Did you know that your pillow could be causing at least some of your neck pain? It can also cause neck tension which develops into headaches. Not having the right pillow can also make you snore, which might wake you up during the night and leave you tired throughout the following day; or it might just annoy your partner.
The position you sleep in will be a primary factor in choosing the right pillow for you. Optimal pillow height will be highest for side sleepers and lowest for tummy sleepers. No matter how you sleep, you want both your head and neck to be supported and in their natural alignment.
If you sleep on your side, this means your neck is straight; your head is not tilted up towards the ceiling (too high) or down toward the mattress (too low). Back sleepers should make sure that the pillow supports their neck as well as their head. And tummy sleepers want to make sure to minimize the amount that the neck is turned throughout the night.
A few more tips:
Side sleepers – If you roll forward while laying on your side, your pillow is too flat. To get you through until you can buy a new pillow, try folding the pillow in half or adding a folded bath towel to the pillowcase to increase the height. Likewise, if you roll backward, your pillow has too much height.

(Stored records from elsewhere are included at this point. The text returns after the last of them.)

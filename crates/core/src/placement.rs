//! Placement module - validating and writing pieces onto the board
//!
//! A piece anchored at (x, y) covers `(x + col, y + row)` for every filled
//! mask cell. A placement is legal when every covered cell is in bounds and
//! empty. Writing a piece never resolves lines; that is the resolver's job.

use std::fmt;

use crate::board::{Board, N};
use crate::pieces::Piece;
use crate::types::{Block, GRID_SIZE};

/// Why a piece cannot be written at an anchor
#[derive(Debug, Clone, Copy, PartialEq, Eq)]
pub enum PlacementError {
    /// A covered cell lies outside the grid
    OutOfBounds { x: i8, y: i8 },
    /// A covered cell is already filled
    Collision { x: i8, y: i8 },
}

impl fmt::Display for PlacementError {
    fn fmt(&self, f: &mut fmt::Formatter<'_>) -> fmt::Result {
        match self {
            PlacementError::OutOfBounds { x, y } => write!(f, "cell ({}, {}) is off the grid", x, y),
            PlacementError::Collision { x, y } => write!(f, "cell ({}, {}) is occupied", x, y),
        }
    }
}

impl std::error::Error for PlacementError {}

/// First covered cell that blocks the placement, if any
pub fn check_placement(board: &Board, piece: &Piece, x: i8, y: i8) -> Result<(), PlacementError> {
    for (col, row) in piece.shape.offsets() {
        let tx = x.saturating_add(col);
        let ty = y.saturating_add(row);
        if board.is_out_of_bounds(tx, ty) {
            return Err(PlacementError::OutOfBounds { x: tx, y: ty });
        }
        if board.is_occupied(tx, ty) {
            return Err(PlacementError::Collision { x: tx, y: ty });
        }
    }
    Ok(())
}

/// Check whether `piece` can be placed with its top-left mask corner at (x, y)
pub fn can_place(board: &Board, piece: &Piece, x: i8, y: i8) -> bool {
    check_placement(board, piece, x, y).is_ok()
}

/// Write `piece` at (x, y); ICE blocks start at `ice_health`.
///
/// The input board is untouched; on error nothing is written.
pub fn place_with_ice_health(
    board: &Board,
    piece: &Piece,
    x: i8,
    y: i8,
    ice_health: u8,
) -> Result<Board, PlacementError> {
    check_placement(board, piece, x, y)?;

    let block = Block::new(piece.color, piece.special, ice_health);
    let mut next = board.clone();
    for (col, row) in piece.shape.offsets() {
        next.set(x + col, y + row, Some(block));
    }
    Ok(next)
}

/// Write `piece` at (x, y) with the default ICE health
pub fn place(board: &Board, piece: &Piece, x: i8, y: i8) -> Result<Board, PlacementError> {
    place_with_ice_health(board, piece, x, y, crate::types::ICE_HEALTH)
}

/// Anchors to try for a shape: every position where its bounding box fits
fn anchors(piece: &Piece) -> impl Iterator<Item = (i8, i8)> {
    let max_x = GRID_SIZE.saturating_sub(piece.shape.width()) as i8;
    let max_y = GRID_SIZE.saturating_sub(piece.shape.height()) as i8;
    (0..=max_y).flat_map(move |y| (0..=max_x).map(move |x| (x, y)))
}

/// True if the piece fits somewhere in its current orientation
pub fn fits_anywhere(board: &Board, piece: &Piece) -> bool {
    anchors(piece).any(|(x, y)| can_place(board, piece, x, y))
}

/// True if the piece fits somewhere under any of its four rotations
pub fn fits_any_rotation(board: &Board, piece: &Piece) -> bool {
    piece
        .shape
        .rotations()
        .iter()
        .any(|shape| fits_anywhere(board, &piece.with_shape(*shape)))
}

/// Number of rows and columns that would be full after placing at (x, y).
///
/// Caller guarantees the placement is legal.
pub fn lines_completed_by(board: &Board, piece: &Piece, x: i8, y: i8) -> u32 {
    let mut filled = [[false; N]; N];
    for (row_idx, row) in board.rows().iter().enumerate() {
        for (col_idx, cell) in row.iter().enumerate() {
            filled[row_idx][col_idx] = cell.is_some();
        }
    }
    for (col, row) in piece.shape.offsets() {
        let (tx, ty) = ((x + col) as usize, (y + row) as usize);
        if tx < N && ty < N {
            filled[ty][tx] = true;
        }
    }

    let rows = filled.iter().filter(|r| r.iter().all(|&f| f)).count();
    let cols = (0..N).filter(|&c| filled.iter().all(|r| r[c])).count();
    (rows + cols) as u32
}

/// Filled in-bounds orthogonal neighbours of the cells the piece would cover
fn adjacent_filled(board: &Board, piece: &Piece, x: i8, y: i8) -> u32 {
    let mut count = 0;
    for (col, row) in piece.shape.offsets() {
        let (px, py) = (x + col, y + row);
        for (dx, dy) in [(0, -1), (0, 1), (-1, 0), (1, 0)] {
            if board.is_occupied(px + dx, py + dy) {
                count += 1;
            }
        }
    }
    count
}

/// Heuristic value of a legal placement:
/// `lines * 100 + adjacent_filled * 10 + (GRID_SIZE - y) * 2`
pub fn placement_value(board: &Board, piece: &Piece, x: i8, y: i8) -> i32 {
    let lines = lines_completed_by(board, piece, x, y) as i32;
    let adjacent = adjacent_filled(board, piece, x, y) as i32;
    lines * 100 + adjacent * 10 + (GRID_SIZE as i32 - y as i32) * 2
}

/// Best anchor for the piece in its current orientation.
///
/// Scans y then x; the first anchor with the strictly highest value wins.
pub fn best_placement(board: &Board, piece: &Piece) -> Option<(i8, i8)> {
    let mut best: Option<((i8, i8), i32)> = None;
    for (x, y) in anchors(piece) {
        if !can_place(board, piece, x, y) {
            continue;
        }
        let value = placement_value(board, piece, x, y);
        if best.map_or(true, |(_, v)| value > v) {
            best = Some(((x, y), value));
        }
    }
    best.map(|(pos, _)| pos)
}

#[cfg(test)]
mod tests {
    use super::*;
    use crate::pieces::ShapeId;
    use crate::types::{Color, SpecialKind};

    fn piece(shape: ShapeId) -> Piece {
        Piece::new(1, shape, SpecialKind::Normal)
    }

    #[test]
    fn test_place_rejects_out_of_bounds() {
        let board = Board::new();
        let err = place(&board, &piece(ShapeId::H3), 8, 0).unwrap_err();
        assert_eq!(err, PlacementError::OutOfBounds { x: 10, y: 0 });
    }

    #[test]
    fn test_place_rejects_collision_and_leaves_board() {
        let mut board = Board::new();
        board.set(1, 1, Some(Block::normal(Color::Void)));
        let before = board.clone();

        let err = place(&board, &piece(ShapeId::Square), 0, 0).unwrap_err();
        assert_eq!(err, PlacementError::Collision { x: 1, y: 1 });
        assert_eq!(board, before);
    }

    #[test]
    fn test_place_writes_piece_color_and_kind() {
        let ice = Piece::new(1, ShapeId::V2, SpecialKind::Ice);
        let board = place(&Board::new(), &ice, 4, 4).unwrap();

        let block = board.block(4, 5).unwrap();
        assert_eq!(block.color, Color::Electric);
        assert_eq!(block.health(), Some(2));
        assert_eq!(board.filled_count(), 2);
    }

    #[test]
    fn test_place_with_reduced_ice_health() {
        let ice = Piece::new(1, ShapeId::Dot, SpecialKind::Ice);
        let board = place_with_ice_health(&Board::new(), &ice, 0, 0, 1).unwrap();
        assert_eq!(board.block(0, 0).and_then(|b| b.health()), Some(1));
    }

    #[test]
    fn test_fits_any_rotation_finds_vertical_slot() {
        // Only a single free column remains: h4 does not fit, v4 does.
        let mut board = Board::new();
        for y in 0..10 {
            for x in 0..10 {
                if x != 5 {
                    board.set(x, y, Some(Block::normal(Color::Solar)));
                }
            }
        }
        let h4 = piece(ShapeId::H4);
        assert!(!fits_anywhere(&board, &h4));
        assert!(fits_any_rotation(&board, &h4));
    }

    #[test]
    fn test_best_placement_prefers_completing_a_line() {
        let mut board = Board::new();
        for x in 0..9 {
            board.set(x, 9, Some(Block::normal(Color::Solar)));
        }
        assert_eq!(best_placement(&board, &piece(ShapeId::Dot)), Some((9, 9)));
    }

    #[test]
    fn test_best_placement_on_empty_board_takes_first_top_anchor() {
        assert_eq!(
            best_placement(&Board::new(), &piece(ShapeId::Square)),
            Some((0, 0))
        );
    }
}
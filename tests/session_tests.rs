//! Session tests: turns, career levels, game over and the surge

use flux_grid::core::objectives::LEVELS;
use flux_grid::core::{GameState, Piece, Rules, ShapeId};
use flux_grid::types::{Block, BlockKind, Color, GameMode, ObjectiveKind, Passive, SpecialKind};

fn dot(id: u32) -> Piece {
    Piece::new(id, ShapeId::Dot, SpecialKind::Normal)
}

fn fill(state: &mut GameState, y: i8, xs: std::ops::Range<i8>, color: Color) {
    for x in xs {
        state.board_mut().set(x, y, Some(Block::normal(color)));
    }
}

/// Checkerboard: no two empty cells touch orthogonally and no line is full
fn checkerboard(state: &mut GameState) {
    for y in 0..10 {
        for x in 0..10 {
            if (x + y) % 2 == 0 {
                state.board_mut().set(x, y, Some(Block::normal(Color::Void)));
            }
        }
    }
}

#[test]
fn test_career_level_completes_on_score() {
    let mut state = GameState::new(11, GameMode::Career);
    fill(&mut state, 8, 2..10, Color::Solar);
    fill(&mut state, 9, 2..10, Color::Solar);
    state.set_tray([Piece::new(1, ShapeId::Square, SpecialKind::Normal)]);

    let event = state.commit_placement(0, 0, 8).unwrap();

    // (4 * 15 + 2 * 150 + 1 * 75) * 1.5 = 652.5
    assert_eq!(event.lines_cleared, 2);
    assert!(event.color_bonus);
    assert_eq!(event.points, 653);
    assert!(event.level_complete);
    assert!(!state.playable());
    assert_eq!(state.max_level_reached(), 1);
    assert!(state.objectives()[0].is_complete());

    // Won levels accept no further turns.
    assert!(state.commit_placement(0, 0, 0).is_none());

    assert!(state.next_level());
    assert_eq!(state.level_index(), 1);
    assert_eq!(state.moves_left(), Some(LEVELS[1].moves));
    assert_eq!(state.objectives()[0].kind, ObjectiveKind::ClearLines);
    assert_eq!(state.score(), 0);
    assert!(state.board().is_empty());
}

#[test]
fn test_next_level_requires_completion() {
    let mut state = GameState::new(11, GameMode::Career);
    assert!(!state.next_level());
    assert_eq!(state.level_index(), 0);
}

#[test]
fn test_running_out_of_moves_ends_the_level() {
    let mut state = GameState::new(3, GameMode::Career);
    let moves = LEVELS[0].moves;

    for i in 0..moves {
        state.set_tray([dot(i)]);
        let x = (i % 5) as i8;
        let y = (i / 5) as i8;
        let event = state.commit_placement(0, x, y).unwrap();
        assert_eq!(event.lines_cleared, 0);
        assert_eq!(event.game_over, i + 1 == moves);
    }

    assert_eq!(state.moves_left(), Some(0));
    assert!(state.game_over());
    assert!(!state.level_complete());
    assert_eq!(state.score(), moves * 15);
}

#[test]
fn test_game_over_when_no_rotation_fits() {
    let mut state = GameState::new(5, GameMode::Endless);
    checkerboard(&mut state);

    state.set_tray([
        Piece::new(1, ShapeId::H2, SpecialKind::Normal),
        Piece::new(2, ShapeId::Square, SpecialKind::Normal),
    ]);

    assert!(state.game_over());
    assert!(!state.reroll());
}

#[test]
fn test_single_cell_keeps_checkerboard_alive() {
    let mut state = GameState::new(5, GameMode::Endless);
    checkerboard(&mut state);

    state.set_tray([Piece::new(1, ShapeId::H2, SpecialKind::Normal), dot(2)]);

    assert!(!state.game_over());
}

#[test]
fn test_endless_has_no_move_limit() {
    let mut state = GameState::new(8, GameMode::Endless);
    for i in 0..30u32 {
        state.set_tray([dot(i)]);
        let (x, y) = ((i % 6) as i8, (i / 6) as i8);
        state.commit_placement(0, x, y).unwrap();
    }
    assert!(state.playable());
    assert_eq!(state.moves_left(), None);
}

#[test]
fn test_surge_arms_then_doubles_next_clear() {
    let rules = Rules {
        starting_flux: 99,
        ..Rules::default()
    };
    let mut state = GameState::with_rules(21, GameMode::Endless, rules).unwrap();
    fill(&mut state, 9, 0..9, Color::Solar);
    state.set_tray([dot(1), dot(2)]);

    let first = state.commit_placement(0, 0, 0).unwrap();
    assert!(first.surge_activated);
    assert!(state.flux().surge_active());
    assert_eq!(state.flux().level(), 100);

    let second = state.commit_placement(0, 9, 9).unwrap();

    // (15 + 150 + 75) * 1.5 color * 2.0 surge
    assert_eq!(second.points, 720);
    assert!(second.surge_consumed);
    assert_eq!(state.flux().level(), 0);
    assert!(!state.flux().surge_active());
}

#[test]
fn test_non_clearing_turn_resets_combo() {
    let mut state = GameState::new(4, GameMode::Endless);
    fill(&mut state, 9, 0..9, Color::Void);
    fill(&mut state, 8, 0..9, Color::Toxic);
    state.set_tray([dot(1), dot(2), dot(3)]);

    let a = state.commit_placement(0, 9, 9).unwrap();
    assert_eq!(a.combo, 1);
    assert_eq!(a.blocks_placed, 1);
    // Row 8 dropped to row 9 and still misses (9, 9).
    let b = state.commit_placement(0, 9, 9).unwrap();
    assert_eq!(b.combo, 2);
    assert_eq!(state.combo(), 2);

    let c = state.commit_placement(0, 0, 0).unwrap();
    assert_eq!(c.combo, 0);
    assert_eq!(c.points, 15);
    assert_eq!(state.stats().highest_combo, 2);
}

#[test]
fn test_line_objective_counts_each_line() {
    let mut state = GameState::new(6, GameMode::Career);
    assert!(state.start_level(1));
    fill(&mut state, 9, 0..9, Color::Laser);
    state.set_tray([dot(1)]);

    state.commit_placement(0, 9, 9).unwrap();

    let objective = state.objectives()[0];
    assert_eq!(objective.kind, ObjectiveKind::ClearLines);
    assert_eq!(objective.current, 1);
    assert!(!state.level_complete());
}

#[test]
fn test_start_level_rejects_unknown_and_endless() {
    let mut career = GameState::new(1, GameMode::Career);
    assert!(!career.start_level(LEVELS.len()));
    assert!(career.start_level(LEVELS.len() - 1));

    let mut endless = GameState::new(1, GameMode::Endless);
    assert!(!endless.start_level(1));
}

#[test]
fn test_restart_resets_game_but_keeps_stats() {
    let mut state = GameState::new(2, GameMode::Endless);
    state.set_tray([dot(1)]);
    state.commit_placement(0, 4, 4).unwrap();
    assert_eq!(state.score(), 15);

    state.restart();

    assert_eq!(state.score(), 0);
    assert_eq!(state.high_score(), 15);
    assert!(state.board().is_empty());
    assert_eq!(state.stats().games_played, 2);
    assert_eq!(state.stats().blocks_placed, 1);
    assert_eq!(state.history_len(), 0);
}

#[test]
fn test_ice_breaker_passive_weakens_new_ice() {
    let mut state = GameState::new(2, GameMode::Endless);
    assert!(state.equip_passive(Passive::IceBreaker));
    state.set_tray([Piece::new(1, ShapeId::H2, SpecialKind::Ice)]);

    state.commit_placement(0, 0, 0).unwrap();

    let block = state.board().block(0, 0).unwrap();
    assert_eq!(block.kind, BlockKind::Ice { health: 1 });
}

#[test]
fn test_score_passive_scales_points() {
    let mut state = GameState::new(2, GameMode::Endless);
    assert!(state.equip_passive(Passive::ScoreMultiplier));
    state.set_tray([Piece::new(1, ShapeId::Square, SpecialKind::Normal)]);

    let event = state.commit_placement(0, 0, 0).unwrap();

    assert_eq!(event.points, 90);
}

#[test]
fn test_same_seed_same_trays() {
    let a = GameState::new(1234, GameMode::Endless);
    let b = GameState::new(1234, GameMode::Endless);
    assert_eq!(a.tray(), b.tray());
    assert_eq!(a.snapshot(), b.snapshot());
}
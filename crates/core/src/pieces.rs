//! Pieces module - the shape catalog and tray pieces
//!
//! The catalog holds 15 fixed polyomino shapes, each with a base color.
//! A shape is stored as a small boolean mask (at most 4x4) so rotation and
//! placement checks stay on the stack.
//!
//! Catalog (rows top to bottom, `#` = filled):
//!
//! | Id | Mask | Color |
//! |----|------|-------|
//! | dot | `#` | solar |
//! | h2 / v2 | `##` / vertical | electric |
//! | h3 / v3 | `###` / vertical | plasma |
//! | h4 / v4 | `####` / vertical | toxic |
//! | square | `##,##` | solar |
//! | l_shape | `#.,#.,##` | laser |
//! | j_shape | `.#,.#,##` | laser |
//! | t_shape | `###,.#.` | void |
//! | cross | `.#.,###,.#.` | plasma |
//! | z_shape | `##.,.##` | toxic |
//! | s_shape | `.##,##.` | electric |
//! | corner | `##,#.` | void |

use arrayvec::ArrayVec;
use serde::{Deserialize, Serialize};

use crate::types::{Color, SpecialKind};

/// Largest side of any catalog shape, before or after rotation
pub const MAX_SHAPE_DIM: usize = 4;

/// Filled-cell offsets of a shape, as (col, row)
pub type Offsets = ArrayVec<(i8, i8), { MAX_SHAPE_DIM * MAX_SHAPE_DIM }>;

/// Catalog identifiers
#[derive(Debug, Clone, Copy, PartialEq, Eq, Hash, Serialize, Deserialize)]
#[serde(rename_all = "snake_case")]
pub enum ShapeId {
    Dot,
    H2,
    V2,
    H3,
    V3,
    H4,
    V4,
    Square,
    LShape,
    JShape,
    TShape,
    Cross,
    ZShape,
    SShape,
    Corner,
}

impl ShapeId {
    pub const ALL: [ShapeId; 15] = [
        ShapeId::Dot,
        ShapeId::H2,
        ShapeId::V2,
        ShapeId::H3,
        ShapeId::V3,
        ShapeId::H4,
        ShapeId::V4,
        ShapeId::Square,
        ShapeId::LShape,
        ShapeId::JShape,
        ShapeId::TShape,
        ShapeId::Cross,
        ShapeId::ZShape,
        ShapeId::SShape,
        ShapeId::Corner,
    ];

    pub fn from_str(s: &str) -> Option<Self> {
        ShapeId::ALL
            .into_iter()
            .find(|id| id.as_str().eq_ignore_ascii_case(s))
    }

    pub fn as_str(&self) -> &'static str {
        match self {
            ShapeId::Dot => "dot",
            ShapeId::H2 => "h2",
            ShapeId::V2 => "v2",
            ShapeId::H3 => "h3",
            ShapeId::V3 => "v3",
            ShapeId::H4 => "h4",
            ShapeId::V4 => "v4",
            ShapeId::Square => "square",
            ShapeId::LShape => "l_shape",
            ShapeId::JShape => "j_shape",
            ShapeId::TShape => "t_shape",
            ShapeId::Cross => "cross",
            ShapeId::ZShape => "z_shape",
            ShapeId::SShape => "s_shape",
            ShapeId::Corner => "corner",
        }
    }

    /// Mask rows of the catalog entry (1 = filled)
    fn rows(&self) -> &'static [&'static [u8]] {
        match self {
            ShapeId::Dot => &[&[1]],
            ShapeId::H2 => &[&[1, 1]],
            ShapeId::V2 => &[&[1], &[1]],
            ShapeId::H3 => &[&[1, 1, 1]],
            ShapeId::V3 => &[&[1], &[1], &[1]],
            ShapeId::H4 => &[&[1, 1, 1, 1]],
            ShapeId::V4 => &[&[1], &[1], &[1], &[1]],
            ShapeId::Square => &[&[1, 1], &[1, 1]],
            ShapeId::LShape => &[&[1, 0], &[1, 0], &[1, 1]],
            ShapeId::JShape => &[&[0, 1], &[0, 1], &[1, 1]],
            ShapeId::TShape => &[&[1, 1, 1], &[0, 1, 0]],
            ShapeId::Cross => &[&[0, 1, 0], &[1, 1, 1], &[0, 1, 0]],
            ShapeId::ZShape => &[&[1, 1, 0], &[0, 1, 1]],
            ShapeId::SShape => &[&[0, 1, 1], &[1, 1, 0]],
            ShapeId::Corner => &[&[1, 1], &[1, 0]],
        }
    }

    /// Base color of the catalog entry
    pub fn color(&self) -> Color {
        match self {
            ShapeId::Dot | ShapeId::Square => Color::Solar,
            ShapeId::H2 | ShapeId::V2 | ShapeId::SShape => Color::Electric,
            ShapeId::H3 | ShapeId::V3 | ShapeId::Cross => Color::Plasma,
            ShapeId::H4 | ShapeId::V4 | ShapeId::ZShape => Color::Toxic,
            ShapeId::LShape | ShapeId::JShape => Color::Laser,
            ShapeId::TShape | ShapeId::Corner => Color::Void,
        }
    }

    /// Unrotated shape of the catalog entry
    pub fn shape(&self) -> Shape {
        Shape::from_rows(self.rows())
    }
}

/// A rectangular occupancy mask
#[derive(Debug, Clone, Copy, PartialEq, Eq, Hash, Serialize, Deserialize)]
pub struct Shape {
    width: u8,
    height: u8,
    /// `mask[row][col]`; cells outside width/height are always false
    mask: [[bool; MAX_SHAPE_DIM]; MAX_SHAPE_DIM],
}

impl Shape {
    /// Build a shape from 0/1 rows. Rows longer than 4 or beyond the fourth
    /// row are truncated.
    pub fn from_rows(rows: &[&[u8]]) -> Self {
        let mut mask = [[false; MAX_SHAPE_DIM]; MAX_SHAPE_DIM];
        let height = rows.len().min(MAX_SHAPE_DIM);
        let mut width = 0;

        for (r, row) in rows.iter().take(height).enumerate() {
            let len = row.len().min(MAX_SHAPE_DIM);
            width = width.max(len);
            for (c, &v) in row.iter().take(len).enumerate() {
                mask[r][c] = v != 0;
            }
        }

        Self {
            width: width as u8,
            height: height as u8,
            mask,
        }
    }

    pub fn width(&self) -> u8 {
        self.width
    }

    pub fn height(&self) -> u8 {
        self.height
    }

    /// Whether the mask cell at (col, row) is filled
    pub fn is_filled(&self, col: usize, row: usize) -> bool {
        col < MAX_SHAPE_DIM && row < MAX_SHAPE_DIM && self.mask[row][col]
    }

    /// Filled cells as (col, row) offsets, row-major order
    pub fn offsets(&self) -> Offsets {
        let mut out = Offsets::new();
        for row in 0..self.height as usize {
            for col in 0..self.width as usize {
                if self.mask[row][col] {
                    out.push((col as i8, row as i8));
                }
            }
        }
        out
    }

    /// Number of filled cells
    pub fn cell_count(&self) -> u32 {
        self.mask.iter().flatten().filter(|&&filled| filled).count() as u32
    }

    /// Rotate 90 degrees clockwise: `rotated[c][h - 1 - r] = mask[r][c]`.
    ///
    /// Width and height swap.
    pub fn rotate_cw(&self) -> Self {
        let h = self.height as usize;
        let w = self.width as usize;
        let mut mask = [[false; MAX_SHAPE_DIM]; MAX_SHAPE_DIM];

        for r in 0..h {
            for c in 0..w {
                mask[c][h - 1 - r] = self.mask[r][c];
            }
        }

        Self {
            width: self.height,
            height: self.width,
            mask,
        }
    }

    /// The four rotations, starting with this one
    pub fn rotations(&self) -> [Shape; 4] {
        let r1 = self.rotate_cw();
        let r2 = r1.rotate_cw();
        let r3 = r2.rotate_cw();
        [*self, r1, r2, r3]
    }
}

/// A tray piece: a catalog shape (possibly rotated), its color and special type
#[derive(Debug, Clone, Copy, PartialEq, Eq, Serialize, Deserialize)]
pub struct Piece {
    /// Unique per generated piece within a session
    pub id: u32,
    pub shape_id: ShapeId,
    pub shape: Shape,
    pub color: Color,
    pub special: SpecialKind,
}

impl Piece {
    /// Fresh catalog piece with its base color
    pub fn new(id: u32, shape_id: ShapeId, special: SpecialKind) -> Self {
        Self {
            id,
            shape_id,
            shape: shape_id.shape(),
            color: shape_id.color(),
            special,
        }
    }

    pub fn cell_count(&self) -> u32 {
        self.shape.cell_count()
    }

    /// Same piece rotated 90 degrees clockwise
    pub fn rotated_cw(&self) -> Self {
        Self {
            shape: self.shape.rotate_cw(),
            ..*self
        }
    }

    /// Same piece with a different mask (rotation search)
    pub fn with_shape(&self, shape: Shape) -> Self {
        Self { shape, ..*self }
    }
}
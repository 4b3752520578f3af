//! Headless Flux Grid runner (default binary).
//!
//! Plays a seeded game with the best-placement heuristic and prints a JSON
//! summary on stdout. Logs go to stderr.

use anyhow::Result;
use tracing::{info, Level};
use tracing_subscriber::prelude::*;

use flux_grid::autoplay::{run, RunConfig};

const USAGE: &str = "\
usage: flux-grid [options]

  --seed N         RNG seed (FLUX_GRID_SEED)
  --mode MODE      career | endless (FLUX_GRID_MODE)
  --level N        career level to start at (FLUX_GRID_LEVEL)
  --max-turns N    stop after N placements (FLUX_GRID_MAX_TURNS)
  --rules PATH     JSON rules overrides (FLUX_GRID_RULES)
  --save PATH      write the final snapshot as JSON (FLUX_GRID_SAVE)
  --passive NAME   equip flux_boost | score_multiplier | ice_breaker
  --no-skills      never spend flux to get unstuck
  -v, --verbose    more logging, repeatable (FLUX_GRID_LOG=info|debug|trace)
";

fn init_tracing(verbosity: u8) {
    let level = match verbosity {
        0 => Level::WARN,
        1 => Level::INFO,
        2 => Level::DEBUG,
        _ => Level::TRACE,
    };

    tracing_subscriber::registry()
        .with(
            tracing_subscriber::fmt::layer()
                .with_target(false)
                .with_writer(std::io::stderr),
        )
        .with(tracing_subscriber::filter::LevelFilter::from_level(level))
        .init();
}

fn main() -> Result<()> {
    let args: Vec<String> = std::env::args().skip(1).collect();
    if args.iter().any(|a| a == "-h" || a == "--help") {
        print!("{}", USAGE);
        return Ok(());
    }

    let config = RunConfig::from_env().apply_args(&args)?;
    init_tracing(config.verbosity);
    info!(seed = config.seed, mode = config.mode.as_str(), "starting autoplay");

    let (summary, _state) = run(&config)?;
    println!("{}", serde_json::to_string_pretty(&summary)?);
    Ok(())
}
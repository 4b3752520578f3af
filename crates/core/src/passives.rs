//! Equipped passive modifiers

use arrayvec::ArrayVec;
use serde::{Deserialize, Serialize};

use crate::rules::Rules;
use crate::types::{Passive, MAX_EQUIPPED_PASSIVES};

/// Up to three equipped passives, no duplicates
#[derive(Debug, Clone, PartialEq, Eq, Default, Serialize, Deserialize)]
pub struct Loadout {
    equipped: ArrayVec<Passive, MAX_EQUIPPED_PASSIVES>,
}

impl Loadout {
    pub fn new() -> Self {
        Self::default()
    }

    /// Equip a passive; false if already equipped or all slots are taken
    pub fn equip(&mut self, passive: Passive) -> bool {
        if self.is_equipped(passive) {
            return false;
        }
        self.equipped.try_push(passive).is_ok()
    }

    pub fn unequip(&mut self, passive: Passive) -> bool {
        match self.equipped.iter().position(|&p| p == passive) {
            Some(i) => {
                self.equipped.remove(i);
                true
            }
            None => false,
        }
    }

    pub fn is_equipped(&self, passive: Passive) -> bool {
        self.equipped.contains(&passive)
    }

    pub fn equipped(&self) -> &[Passive] {
        &self.equipped
    }

    pub fn flux_multiplier(&self, rules: &Rules) -> f64 {
        if self.is_equipped(Passive::FluxBoost) {
            rules.flux_boost_multiplier
        } else {
            1.0
        }
    }

    pub fn score_multiplier(&self, rules: &Rules) -> f64 {
        if self.is_equipped(Passive::ScoreMultiplier) {
            rules.score_boost_multiplier
        } else {
            1.0
        }
    }

    /// Starting health of newly placed ICE
    pub fn ice_health(&self, rules: &Rules) -> u8 {
        if self.is_equipped(Passive::IceBreaker) {
            rules.ice_health.saturating_sub(1).max(1)
        } else {
            rules.ice_health
        }
    }
}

Back sleepers – If your head bends forward, bringing your chin toward your chest, the pillow is too high. If you’re uncomfortable when your head is in line with your body (or your ears are in line with your shoulders), that means that the muscles in the front of your neck are shortened and the ones in the back are stretched. Getting massage to release the over-tight muscles and slowly lowering your pillow height will help normalize your neck muscles and will help bring your head and neck into better alignment. To lower your pillow height, you’ll want to start with a flatter pillow than you currently use and add some folded bath towels to the pillow case. Every couple weeks, unfold or remove one of the towels until your neck is in an aligned position when you’re sleeping.
Tummy sleepers – Try placing your pillow under your body, folding both arms above the head in such a way the you can lay your forehead on your forearms. This should allow you to have only a slight tilt to your head, rather than having it turned all the way to one side or the other.
There are all kinds of pillows out there and the best one for you is the one that is the most comfortable. That said, a few that are definitely worth looking into are:
Down – These are the easiest to mold into the shape that’s most comfortable for you. Down pillows are especially beneficial to those who sleep in more than one position throughout the night, such as back and side.
Water – Newer water filled pillows let you customize the size and support of the pillow. These are best if you sleep in only one position.
Memory foam – These have been around for a while and come in two varieties; contour and regular. Contour pillows have either one or two neck support contours and are most useful for back or side sleepers. Regular memory foam pillows conform to your body for maximum support.
These are just some general guidelines. Very rarely will pillow height be the only factor in neck pain, but it is one of the easiest to do something about.